■ **YOUR ASSIGNMENT**
Among the entries below, please repeat exactly and only the lines from the line containing "const ITEM_TYPE_UTF8: u32 = 0;" to the line containing "fn read_items(mss: &mut", both lines included.

■ **ENTRIES SUPPLIED**
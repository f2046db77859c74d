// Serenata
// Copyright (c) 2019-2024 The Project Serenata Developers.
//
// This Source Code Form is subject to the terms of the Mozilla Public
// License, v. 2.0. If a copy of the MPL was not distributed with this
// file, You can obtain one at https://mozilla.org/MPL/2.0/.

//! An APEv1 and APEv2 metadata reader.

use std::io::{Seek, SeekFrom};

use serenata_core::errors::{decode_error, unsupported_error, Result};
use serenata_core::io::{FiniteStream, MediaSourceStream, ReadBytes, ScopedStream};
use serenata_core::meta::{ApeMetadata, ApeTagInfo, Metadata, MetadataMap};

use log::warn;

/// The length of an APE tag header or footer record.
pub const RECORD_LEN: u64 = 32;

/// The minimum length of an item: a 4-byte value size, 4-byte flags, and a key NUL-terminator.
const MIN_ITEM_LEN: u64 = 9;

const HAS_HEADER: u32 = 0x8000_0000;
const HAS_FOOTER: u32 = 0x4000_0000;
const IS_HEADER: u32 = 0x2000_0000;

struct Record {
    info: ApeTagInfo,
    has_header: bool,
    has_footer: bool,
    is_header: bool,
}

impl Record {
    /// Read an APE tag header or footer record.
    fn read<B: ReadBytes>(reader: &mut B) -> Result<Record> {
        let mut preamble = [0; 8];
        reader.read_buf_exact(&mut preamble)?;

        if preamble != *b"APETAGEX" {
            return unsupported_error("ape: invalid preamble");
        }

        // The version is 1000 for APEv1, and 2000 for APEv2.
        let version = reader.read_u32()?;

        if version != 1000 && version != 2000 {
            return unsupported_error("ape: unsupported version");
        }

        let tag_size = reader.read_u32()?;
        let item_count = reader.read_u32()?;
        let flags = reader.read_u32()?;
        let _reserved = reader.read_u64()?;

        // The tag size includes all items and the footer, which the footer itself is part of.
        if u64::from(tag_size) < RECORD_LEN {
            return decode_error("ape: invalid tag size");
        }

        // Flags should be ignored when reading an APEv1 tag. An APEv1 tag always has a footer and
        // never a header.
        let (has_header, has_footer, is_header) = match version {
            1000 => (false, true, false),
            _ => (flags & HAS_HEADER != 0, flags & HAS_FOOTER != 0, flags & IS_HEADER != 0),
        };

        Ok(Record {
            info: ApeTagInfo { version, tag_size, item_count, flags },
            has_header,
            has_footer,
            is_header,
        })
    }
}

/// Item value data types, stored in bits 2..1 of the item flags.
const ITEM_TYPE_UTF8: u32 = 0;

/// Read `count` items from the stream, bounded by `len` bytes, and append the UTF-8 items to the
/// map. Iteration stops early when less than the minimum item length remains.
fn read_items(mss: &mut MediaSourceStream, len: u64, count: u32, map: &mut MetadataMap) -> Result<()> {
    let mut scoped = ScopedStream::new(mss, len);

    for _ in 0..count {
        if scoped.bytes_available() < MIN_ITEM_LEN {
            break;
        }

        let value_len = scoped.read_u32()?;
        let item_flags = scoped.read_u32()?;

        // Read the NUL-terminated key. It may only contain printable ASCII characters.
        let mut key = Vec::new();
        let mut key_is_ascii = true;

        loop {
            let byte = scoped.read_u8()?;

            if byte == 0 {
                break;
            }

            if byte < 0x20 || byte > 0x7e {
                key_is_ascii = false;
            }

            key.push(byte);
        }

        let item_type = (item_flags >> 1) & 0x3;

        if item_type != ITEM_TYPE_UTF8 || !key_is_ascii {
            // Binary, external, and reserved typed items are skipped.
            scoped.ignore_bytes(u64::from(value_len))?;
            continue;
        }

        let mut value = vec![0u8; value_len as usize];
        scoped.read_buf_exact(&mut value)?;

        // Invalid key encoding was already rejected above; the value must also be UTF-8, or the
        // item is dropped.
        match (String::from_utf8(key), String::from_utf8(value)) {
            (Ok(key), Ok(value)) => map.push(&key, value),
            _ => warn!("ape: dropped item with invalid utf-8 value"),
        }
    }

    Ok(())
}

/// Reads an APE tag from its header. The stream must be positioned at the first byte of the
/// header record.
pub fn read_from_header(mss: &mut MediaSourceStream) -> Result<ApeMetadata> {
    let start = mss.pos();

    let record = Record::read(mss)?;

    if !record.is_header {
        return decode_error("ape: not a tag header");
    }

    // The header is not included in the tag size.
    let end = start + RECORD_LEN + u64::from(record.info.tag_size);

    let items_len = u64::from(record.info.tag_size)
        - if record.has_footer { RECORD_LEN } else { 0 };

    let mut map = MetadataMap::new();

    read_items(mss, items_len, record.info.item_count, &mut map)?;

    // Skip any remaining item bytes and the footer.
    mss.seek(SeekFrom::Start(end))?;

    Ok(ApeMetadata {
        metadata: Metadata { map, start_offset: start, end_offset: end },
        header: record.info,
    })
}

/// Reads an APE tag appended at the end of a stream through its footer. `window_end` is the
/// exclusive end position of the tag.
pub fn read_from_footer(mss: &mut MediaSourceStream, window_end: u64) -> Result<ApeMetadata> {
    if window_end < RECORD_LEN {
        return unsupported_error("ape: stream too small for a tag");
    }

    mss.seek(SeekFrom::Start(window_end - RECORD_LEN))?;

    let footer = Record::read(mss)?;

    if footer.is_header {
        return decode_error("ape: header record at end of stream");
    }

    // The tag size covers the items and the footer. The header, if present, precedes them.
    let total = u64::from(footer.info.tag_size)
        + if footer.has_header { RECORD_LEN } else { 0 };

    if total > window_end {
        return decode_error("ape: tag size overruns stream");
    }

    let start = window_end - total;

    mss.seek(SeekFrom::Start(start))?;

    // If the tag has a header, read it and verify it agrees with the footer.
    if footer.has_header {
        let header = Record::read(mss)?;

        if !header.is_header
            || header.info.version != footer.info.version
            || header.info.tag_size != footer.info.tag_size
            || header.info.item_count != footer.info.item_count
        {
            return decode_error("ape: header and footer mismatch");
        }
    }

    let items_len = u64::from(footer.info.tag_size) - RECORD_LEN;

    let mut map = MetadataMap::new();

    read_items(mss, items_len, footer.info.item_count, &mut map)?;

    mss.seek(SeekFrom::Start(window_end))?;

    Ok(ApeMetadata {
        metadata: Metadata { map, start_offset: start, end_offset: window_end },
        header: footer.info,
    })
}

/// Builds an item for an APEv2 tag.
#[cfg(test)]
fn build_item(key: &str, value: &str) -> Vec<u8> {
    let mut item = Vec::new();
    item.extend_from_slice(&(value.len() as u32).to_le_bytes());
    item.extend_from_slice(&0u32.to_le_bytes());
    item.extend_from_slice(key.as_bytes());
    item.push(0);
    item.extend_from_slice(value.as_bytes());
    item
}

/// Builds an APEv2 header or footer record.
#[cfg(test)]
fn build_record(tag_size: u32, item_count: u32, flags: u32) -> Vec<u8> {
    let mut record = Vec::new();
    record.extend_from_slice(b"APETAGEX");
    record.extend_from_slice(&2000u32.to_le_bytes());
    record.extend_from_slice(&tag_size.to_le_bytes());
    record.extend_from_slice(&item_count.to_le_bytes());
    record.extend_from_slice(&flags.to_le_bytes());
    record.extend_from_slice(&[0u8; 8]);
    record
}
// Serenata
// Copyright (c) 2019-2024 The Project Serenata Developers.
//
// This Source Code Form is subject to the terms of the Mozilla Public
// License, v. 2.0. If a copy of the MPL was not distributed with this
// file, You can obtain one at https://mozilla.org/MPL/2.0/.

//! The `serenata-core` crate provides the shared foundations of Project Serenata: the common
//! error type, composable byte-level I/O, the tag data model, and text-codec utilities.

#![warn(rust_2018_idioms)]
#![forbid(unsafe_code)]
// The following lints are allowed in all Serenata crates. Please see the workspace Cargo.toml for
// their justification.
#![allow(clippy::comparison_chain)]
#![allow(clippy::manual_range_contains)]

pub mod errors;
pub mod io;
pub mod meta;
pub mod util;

==

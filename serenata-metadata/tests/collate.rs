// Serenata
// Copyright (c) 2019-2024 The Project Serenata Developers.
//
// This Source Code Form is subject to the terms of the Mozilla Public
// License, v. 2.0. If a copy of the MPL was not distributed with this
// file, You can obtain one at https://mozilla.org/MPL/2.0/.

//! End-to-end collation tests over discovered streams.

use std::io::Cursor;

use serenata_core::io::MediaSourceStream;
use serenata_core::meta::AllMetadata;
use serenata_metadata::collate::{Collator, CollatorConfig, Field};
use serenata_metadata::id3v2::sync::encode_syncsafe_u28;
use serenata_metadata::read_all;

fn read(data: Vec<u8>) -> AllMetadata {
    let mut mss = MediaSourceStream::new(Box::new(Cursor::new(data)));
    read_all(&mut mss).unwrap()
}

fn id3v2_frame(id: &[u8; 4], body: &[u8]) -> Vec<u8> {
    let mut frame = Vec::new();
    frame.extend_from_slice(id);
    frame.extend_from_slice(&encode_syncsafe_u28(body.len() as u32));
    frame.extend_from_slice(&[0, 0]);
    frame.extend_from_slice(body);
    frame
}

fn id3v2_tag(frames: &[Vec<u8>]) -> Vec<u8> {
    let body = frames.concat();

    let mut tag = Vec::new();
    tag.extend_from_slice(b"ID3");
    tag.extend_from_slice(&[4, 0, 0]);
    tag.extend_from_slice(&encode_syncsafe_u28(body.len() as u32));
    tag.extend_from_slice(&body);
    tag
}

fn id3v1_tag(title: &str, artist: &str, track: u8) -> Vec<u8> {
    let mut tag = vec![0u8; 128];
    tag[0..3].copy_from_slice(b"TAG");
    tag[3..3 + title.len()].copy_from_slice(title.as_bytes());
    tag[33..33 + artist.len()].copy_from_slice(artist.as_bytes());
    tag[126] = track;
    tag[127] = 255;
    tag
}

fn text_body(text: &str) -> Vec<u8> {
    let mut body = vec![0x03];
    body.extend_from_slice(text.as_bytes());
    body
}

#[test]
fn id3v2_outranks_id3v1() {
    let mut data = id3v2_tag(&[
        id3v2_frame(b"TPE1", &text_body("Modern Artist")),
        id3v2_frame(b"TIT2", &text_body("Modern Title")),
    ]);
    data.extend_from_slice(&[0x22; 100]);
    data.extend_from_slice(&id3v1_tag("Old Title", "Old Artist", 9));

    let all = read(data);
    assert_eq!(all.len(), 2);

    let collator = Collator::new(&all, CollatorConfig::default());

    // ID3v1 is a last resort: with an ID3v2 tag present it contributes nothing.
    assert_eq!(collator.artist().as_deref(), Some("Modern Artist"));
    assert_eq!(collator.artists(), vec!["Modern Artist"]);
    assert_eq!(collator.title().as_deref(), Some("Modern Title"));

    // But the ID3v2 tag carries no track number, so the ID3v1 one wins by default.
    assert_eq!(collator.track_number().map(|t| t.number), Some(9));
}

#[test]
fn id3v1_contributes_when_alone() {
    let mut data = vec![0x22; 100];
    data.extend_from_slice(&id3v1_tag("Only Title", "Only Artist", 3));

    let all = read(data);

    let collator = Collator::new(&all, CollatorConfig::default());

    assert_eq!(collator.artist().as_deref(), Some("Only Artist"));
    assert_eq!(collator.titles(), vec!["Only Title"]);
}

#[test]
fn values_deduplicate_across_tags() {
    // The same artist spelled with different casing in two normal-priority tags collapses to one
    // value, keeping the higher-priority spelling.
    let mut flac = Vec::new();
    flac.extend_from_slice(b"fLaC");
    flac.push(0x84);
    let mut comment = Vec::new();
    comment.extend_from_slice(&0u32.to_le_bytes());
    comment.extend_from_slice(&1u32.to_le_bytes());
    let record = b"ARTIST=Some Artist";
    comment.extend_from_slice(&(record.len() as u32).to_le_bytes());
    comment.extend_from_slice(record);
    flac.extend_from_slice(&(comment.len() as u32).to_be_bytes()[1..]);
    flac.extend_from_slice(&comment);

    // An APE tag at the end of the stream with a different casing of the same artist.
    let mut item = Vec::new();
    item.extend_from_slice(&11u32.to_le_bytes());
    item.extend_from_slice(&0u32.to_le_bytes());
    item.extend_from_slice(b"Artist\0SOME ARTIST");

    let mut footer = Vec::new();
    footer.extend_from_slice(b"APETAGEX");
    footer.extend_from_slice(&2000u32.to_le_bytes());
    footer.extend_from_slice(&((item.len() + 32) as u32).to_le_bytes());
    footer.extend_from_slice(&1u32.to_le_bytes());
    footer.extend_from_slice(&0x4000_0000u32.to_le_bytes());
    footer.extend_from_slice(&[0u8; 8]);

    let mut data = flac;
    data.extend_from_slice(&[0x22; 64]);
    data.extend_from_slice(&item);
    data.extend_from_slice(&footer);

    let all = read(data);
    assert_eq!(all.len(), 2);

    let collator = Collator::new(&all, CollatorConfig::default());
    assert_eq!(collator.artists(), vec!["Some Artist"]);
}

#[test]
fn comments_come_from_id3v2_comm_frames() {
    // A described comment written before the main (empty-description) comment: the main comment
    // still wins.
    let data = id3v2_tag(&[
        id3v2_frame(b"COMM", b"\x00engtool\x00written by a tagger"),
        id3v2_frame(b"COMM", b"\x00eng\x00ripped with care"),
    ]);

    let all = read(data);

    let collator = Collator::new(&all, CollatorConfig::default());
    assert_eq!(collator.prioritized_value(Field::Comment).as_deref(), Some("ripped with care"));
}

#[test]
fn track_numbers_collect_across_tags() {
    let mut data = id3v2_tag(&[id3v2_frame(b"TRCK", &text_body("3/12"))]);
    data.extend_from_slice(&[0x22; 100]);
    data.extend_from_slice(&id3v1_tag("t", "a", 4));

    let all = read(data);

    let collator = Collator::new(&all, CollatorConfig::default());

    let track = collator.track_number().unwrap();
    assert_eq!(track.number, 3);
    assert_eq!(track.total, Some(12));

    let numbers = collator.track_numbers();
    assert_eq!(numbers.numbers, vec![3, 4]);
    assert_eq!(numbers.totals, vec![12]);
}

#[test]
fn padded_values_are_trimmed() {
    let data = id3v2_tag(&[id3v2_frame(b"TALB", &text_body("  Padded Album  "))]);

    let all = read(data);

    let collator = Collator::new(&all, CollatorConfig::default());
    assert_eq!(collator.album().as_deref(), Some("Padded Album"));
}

■ **RESPONSE**
const ITEM_TYPE_UTF8: u32 = 0;

/// Read `count` items from the stream, bounded by `len` bytes, and append the UTF-8 items to the
/// map. Iteration stops early when less than the minimum item length remains.
fn read_items(mss: &mut MediaSourceStream, len: u64, count: u32, map: &mut MetadataMap) -> Result<()> {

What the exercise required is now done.